EXERCISE DETAILS: The lines from the start of the records below through the line containing "and appends the" are to be copied exactly, both ends included, with nothing added.

** AVAILABLE DATA follows **

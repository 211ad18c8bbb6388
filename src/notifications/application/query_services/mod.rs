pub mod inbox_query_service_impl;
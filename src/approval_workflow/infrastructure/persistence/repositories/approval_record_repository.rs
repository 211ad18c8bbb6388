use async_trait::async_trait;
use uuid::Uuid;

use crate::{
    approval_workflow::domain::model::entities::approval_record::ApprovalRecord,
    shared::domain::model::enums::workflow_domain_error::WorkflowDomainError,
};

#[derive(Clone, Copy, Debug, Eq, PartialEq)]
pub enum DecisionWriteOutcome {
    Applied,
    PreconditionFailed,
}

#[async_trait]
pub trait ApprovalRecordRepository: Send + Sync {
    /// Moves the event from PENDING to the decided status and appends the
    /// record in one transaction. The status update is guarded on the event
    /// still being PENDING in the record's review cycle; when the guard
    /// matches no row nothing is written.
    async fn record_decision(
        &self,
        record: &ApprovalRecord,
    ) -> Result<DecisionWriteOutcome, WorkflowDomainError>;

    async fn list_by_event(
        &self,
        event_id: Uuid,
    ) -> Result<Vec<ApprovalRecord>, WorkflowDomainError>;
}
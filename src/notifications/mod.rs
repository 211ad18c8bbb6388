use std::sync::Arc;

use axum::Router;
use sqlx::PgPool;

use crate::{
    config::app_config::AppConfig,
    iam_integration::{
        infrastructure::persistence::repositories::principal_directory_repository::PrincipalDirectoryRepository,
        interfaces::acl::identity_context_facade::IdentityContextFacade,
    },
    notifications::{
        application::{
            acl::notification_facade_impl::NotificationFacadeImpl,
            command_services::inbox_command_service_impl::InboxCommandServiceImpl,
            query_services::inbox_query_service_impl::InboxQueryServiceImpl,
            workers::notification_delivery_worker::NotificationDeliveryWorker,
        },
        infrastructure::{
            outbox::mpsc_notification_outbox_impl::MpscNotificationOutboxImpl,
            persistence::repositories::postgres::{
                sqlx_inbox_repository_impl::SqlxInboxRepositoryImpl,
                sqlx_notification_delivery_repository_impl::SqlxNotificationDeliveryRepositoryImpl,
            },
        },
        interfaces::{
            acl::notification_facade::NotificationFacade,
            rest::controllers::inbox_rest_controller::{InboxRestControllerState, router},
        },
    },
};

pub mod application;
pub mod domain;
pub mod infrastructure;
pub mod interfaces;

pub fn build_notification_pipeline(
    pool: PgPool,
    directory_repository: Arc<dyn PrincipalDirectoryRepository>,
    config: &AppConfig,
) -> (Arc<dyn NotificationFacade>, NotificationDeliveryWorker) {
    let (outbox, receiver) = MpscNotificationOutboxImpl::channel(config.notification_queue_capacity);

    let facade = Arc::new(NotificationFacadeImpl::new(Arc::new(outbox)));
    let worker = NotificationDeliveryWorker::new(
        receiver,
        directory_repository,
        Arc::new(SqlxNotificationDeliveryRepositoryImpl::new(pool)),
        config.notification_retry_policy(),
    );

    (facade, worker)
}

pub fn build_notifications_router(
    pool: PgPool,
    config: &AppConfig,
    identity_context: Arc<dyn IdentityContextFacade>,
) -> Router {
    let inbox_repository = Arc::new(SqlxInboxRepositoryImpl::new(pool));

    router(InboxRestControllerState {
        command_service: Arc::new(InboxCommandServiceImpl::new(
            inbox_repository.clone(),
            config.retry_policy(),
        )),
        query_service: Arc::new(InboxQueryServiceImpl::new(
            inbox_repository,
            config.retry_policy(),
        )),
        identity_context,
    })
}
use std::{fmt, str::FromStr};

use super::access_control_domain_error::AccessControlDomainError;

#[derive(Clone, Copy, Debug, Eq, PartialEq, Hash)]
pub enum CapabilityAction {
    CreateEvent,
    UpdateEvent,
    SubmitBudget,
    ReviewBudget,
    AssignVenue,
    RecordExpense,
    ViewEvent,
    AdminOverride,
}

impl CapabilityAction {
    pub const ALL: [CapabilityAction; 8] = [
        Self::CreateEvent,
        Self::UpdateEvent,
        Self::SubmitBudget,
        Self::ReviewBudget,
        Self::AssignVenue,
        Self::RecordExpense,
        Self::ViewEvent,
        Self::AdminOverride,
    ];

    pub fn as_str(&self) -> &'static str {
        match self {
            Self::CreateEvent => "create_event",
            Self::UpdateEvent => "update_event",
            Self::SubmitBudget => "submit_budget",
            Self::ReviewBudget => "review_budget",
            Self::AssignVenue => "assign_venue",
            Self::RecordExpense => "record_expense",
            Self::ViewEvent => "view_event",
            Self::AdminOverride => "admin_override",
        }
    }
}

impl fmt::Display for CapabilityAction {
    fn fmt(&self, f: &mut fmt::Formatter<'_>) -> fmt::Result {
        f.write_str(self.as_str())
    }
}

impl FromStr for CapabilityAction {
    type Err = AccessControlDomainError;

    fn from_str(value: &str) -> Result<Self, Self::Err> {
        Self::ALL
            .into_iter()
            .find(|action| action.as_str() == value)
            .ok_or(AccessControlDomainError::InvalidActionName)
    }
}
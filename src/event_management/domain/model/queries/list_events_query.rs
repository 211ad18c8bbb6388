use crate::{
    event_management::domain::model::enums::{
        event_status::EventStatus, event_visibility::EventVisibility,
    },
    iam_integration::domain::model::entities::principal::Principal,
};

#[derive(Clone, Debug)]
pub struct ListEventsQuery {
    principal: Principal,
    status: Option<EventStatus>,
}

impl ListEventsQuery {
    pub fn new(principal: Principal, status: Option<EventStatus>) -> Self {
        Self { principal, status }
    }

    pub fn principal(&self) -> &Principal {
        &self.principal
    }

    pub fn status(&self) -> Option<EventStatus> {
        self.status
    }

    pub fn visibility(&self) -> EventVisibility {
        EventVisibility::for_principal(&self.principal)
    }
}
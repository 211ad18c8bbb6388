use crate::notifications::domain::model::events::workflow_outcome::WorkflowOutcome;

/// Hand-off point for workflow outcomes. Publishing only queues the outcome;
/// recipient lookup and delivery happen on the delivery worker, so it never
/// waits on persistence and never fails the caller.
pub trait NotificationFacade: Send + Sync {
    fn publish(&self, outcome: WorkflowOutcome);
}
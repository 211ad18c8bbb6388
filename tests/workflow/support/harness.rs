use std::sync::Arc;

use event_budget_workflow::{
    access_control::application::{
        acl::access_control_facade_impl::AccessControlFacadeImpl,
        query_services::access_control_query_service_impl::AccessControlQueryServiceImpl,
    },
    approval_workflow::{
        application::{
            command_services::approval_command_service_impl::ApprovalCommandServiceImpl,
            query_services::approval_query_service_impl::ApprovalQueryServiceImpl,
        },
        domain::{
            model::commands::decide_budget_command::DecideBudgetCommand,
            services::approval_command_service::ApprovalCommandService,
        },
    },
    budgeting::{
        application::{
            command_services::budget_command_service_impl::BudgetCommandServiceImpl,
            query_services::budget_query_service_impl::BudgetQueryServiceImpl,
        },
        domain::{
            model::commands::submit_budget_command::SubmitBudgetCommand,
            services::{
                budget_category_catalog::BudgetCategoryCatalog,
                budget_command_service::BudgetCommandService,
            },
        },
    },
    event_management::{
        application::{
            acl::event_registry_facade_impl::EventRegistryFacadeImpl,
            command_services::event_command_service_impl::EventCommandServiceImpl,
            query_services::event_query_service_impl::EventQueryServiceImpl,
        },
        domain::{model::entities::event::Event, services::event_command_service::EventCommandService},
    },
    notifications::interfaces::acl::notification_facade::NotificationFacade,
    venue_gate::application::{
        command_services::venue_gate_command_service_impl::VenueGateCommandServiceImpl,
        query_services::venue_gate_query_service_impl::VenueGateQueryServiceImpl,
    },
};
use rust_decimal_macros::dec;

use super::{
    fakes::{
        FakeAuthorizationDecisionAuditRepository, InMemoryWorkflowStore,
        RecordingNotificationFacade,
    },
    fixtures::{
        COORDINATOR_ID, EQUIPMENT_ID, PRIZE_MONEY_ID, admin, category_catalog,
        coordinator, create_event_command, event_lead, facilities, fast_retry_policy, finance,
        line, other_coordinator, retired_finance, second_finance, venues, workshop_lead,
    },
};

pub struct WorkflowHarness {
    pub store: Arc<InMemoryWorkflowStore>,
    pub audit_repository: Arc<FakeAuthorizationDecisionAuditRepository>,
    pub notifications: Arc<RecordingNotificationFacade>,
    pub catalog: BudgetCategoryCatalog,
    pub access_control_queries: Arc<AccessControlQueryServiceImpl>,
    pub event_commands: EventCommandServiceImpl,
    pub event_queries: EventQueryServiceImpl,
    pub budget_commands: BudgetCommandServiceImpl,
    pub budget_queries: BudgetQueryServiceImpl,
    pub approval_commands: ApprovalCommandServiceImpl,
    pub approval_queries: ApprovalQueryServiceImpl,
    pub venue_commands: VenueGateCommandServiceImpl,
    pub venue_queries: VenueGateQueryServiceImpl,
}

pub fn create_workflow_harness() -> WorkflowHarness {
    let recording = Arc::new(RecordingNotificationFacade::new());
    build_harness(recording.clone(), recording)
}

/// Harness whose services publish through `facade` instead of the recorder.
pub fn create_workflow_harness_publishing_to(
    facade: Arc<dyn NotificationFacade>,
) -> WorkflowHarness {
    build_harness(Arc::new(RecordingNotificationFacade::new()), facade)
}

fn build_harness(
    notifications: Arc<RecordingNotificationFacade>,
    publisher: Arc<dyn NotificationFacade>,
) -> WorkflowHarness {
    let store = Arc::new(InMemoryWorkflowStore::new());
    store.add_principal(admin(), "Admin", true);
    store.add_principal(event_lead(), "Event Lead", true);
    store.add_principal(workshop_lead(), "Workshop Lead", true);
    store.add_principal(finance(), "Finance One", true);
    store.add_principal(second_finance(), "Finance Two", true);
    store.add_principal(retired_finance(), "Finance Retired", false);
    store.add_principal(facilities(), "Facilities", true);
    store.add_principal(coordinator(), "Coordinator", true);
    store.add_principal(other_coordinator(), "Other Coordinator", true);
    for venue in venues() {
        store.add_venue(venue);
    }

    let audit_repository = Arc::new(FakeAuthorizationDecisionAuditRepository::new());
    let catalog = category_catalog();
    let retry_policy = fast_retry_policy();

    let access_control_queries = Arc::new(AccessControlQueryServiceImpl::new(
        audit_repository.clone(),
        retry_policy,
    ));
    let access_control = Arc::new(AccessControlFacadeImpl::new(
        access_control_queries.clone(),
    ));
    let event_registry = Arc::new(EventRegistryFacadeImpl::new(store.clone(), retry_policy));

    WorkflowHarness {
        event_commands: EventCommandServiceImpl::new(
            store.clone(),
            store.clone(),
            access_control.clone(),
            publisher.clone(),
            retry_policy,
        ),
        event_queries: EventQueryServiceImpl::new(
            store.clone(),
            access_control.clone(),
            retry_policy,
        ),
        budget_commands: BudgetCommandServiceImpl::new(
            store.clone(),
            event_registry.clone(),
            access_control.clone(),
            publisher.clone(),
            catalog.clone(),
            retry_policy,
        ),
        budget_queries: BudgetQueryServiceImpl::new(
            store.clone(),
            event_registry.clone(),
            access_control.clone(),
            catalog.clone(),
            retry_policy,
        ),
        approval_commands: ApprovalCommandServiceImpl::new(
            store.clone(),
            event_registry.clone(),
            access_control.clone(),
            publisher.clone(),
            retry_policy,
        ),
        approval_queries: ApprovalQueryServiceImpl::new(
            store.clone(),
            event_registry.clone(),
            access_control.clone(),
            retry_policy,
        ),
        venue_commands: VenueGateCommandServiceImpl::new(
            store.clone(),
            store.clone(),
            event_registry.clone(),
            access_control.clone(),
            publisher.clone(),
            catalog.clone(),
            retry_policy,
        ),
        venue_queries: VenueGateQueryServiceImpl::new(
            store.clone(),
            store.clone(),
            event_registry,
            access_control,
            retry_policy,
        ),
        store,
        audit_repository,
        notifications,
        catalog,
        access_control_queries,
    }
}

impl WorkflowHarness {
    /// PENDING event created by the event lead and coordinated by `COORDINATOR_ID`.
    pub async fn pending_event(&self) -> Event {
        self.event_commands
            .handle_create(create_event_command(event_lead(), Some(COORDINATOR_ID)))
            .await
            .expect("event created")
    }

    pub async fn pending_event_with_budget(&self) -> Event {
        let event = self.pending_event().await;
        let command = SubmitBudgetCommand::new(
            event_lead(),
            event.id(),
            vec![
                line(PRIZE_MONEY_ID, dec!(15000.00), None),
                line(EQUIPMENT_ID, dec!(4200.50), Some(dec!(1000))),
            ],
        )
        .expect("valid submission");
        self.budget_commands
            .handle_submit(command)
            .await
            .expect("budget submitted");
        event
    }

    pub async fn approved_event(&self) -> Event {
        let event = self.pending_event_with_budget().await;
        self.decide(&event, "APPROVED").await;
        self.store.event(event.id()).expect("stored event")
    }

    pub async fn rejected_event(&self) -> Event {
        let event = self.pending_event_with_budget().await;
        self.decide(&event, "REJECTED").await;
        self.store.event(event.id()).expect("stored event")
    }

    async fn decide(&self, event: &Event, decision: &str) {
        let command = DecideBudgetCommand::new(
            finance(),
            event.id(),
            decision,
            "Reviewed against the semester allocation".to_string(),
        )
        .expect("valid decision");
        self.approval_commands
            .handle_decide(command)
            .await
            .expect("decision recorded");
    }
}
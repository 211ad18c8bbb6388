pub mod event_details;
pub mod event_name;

** End of AVAILABLE DATA **

SOLVED EXERCISE:
repository 211ad18c8bbb6388
filename src/notifications/application/query_services/mod.rs
pub mod inbox_query_service_impl;
filename src/approval_workflow/infrastructure/persistence/repositories/approval_record_repository.rs
repository 211ad18c8bbb6388
use async_trait::async_trait;
use uuid::Uuid;

use crate::{
    approval_workflow::domain::model::entities::approval_record::ApprovalRecord,
    shared::domain::model::enums::workflow_domain_error::WorkflowDomainError,
};

#[derive(Clone, Copy, Debug, Eq, PartialEq)]
pub enum DecisionWriteOutcome {
    Applied,
    PreconditionFailed,
}

#[async_trait]
pub trait ApprovalRecordRepository: Send + Sync {
    /// Moves the event from PENDING to the decided status and appends the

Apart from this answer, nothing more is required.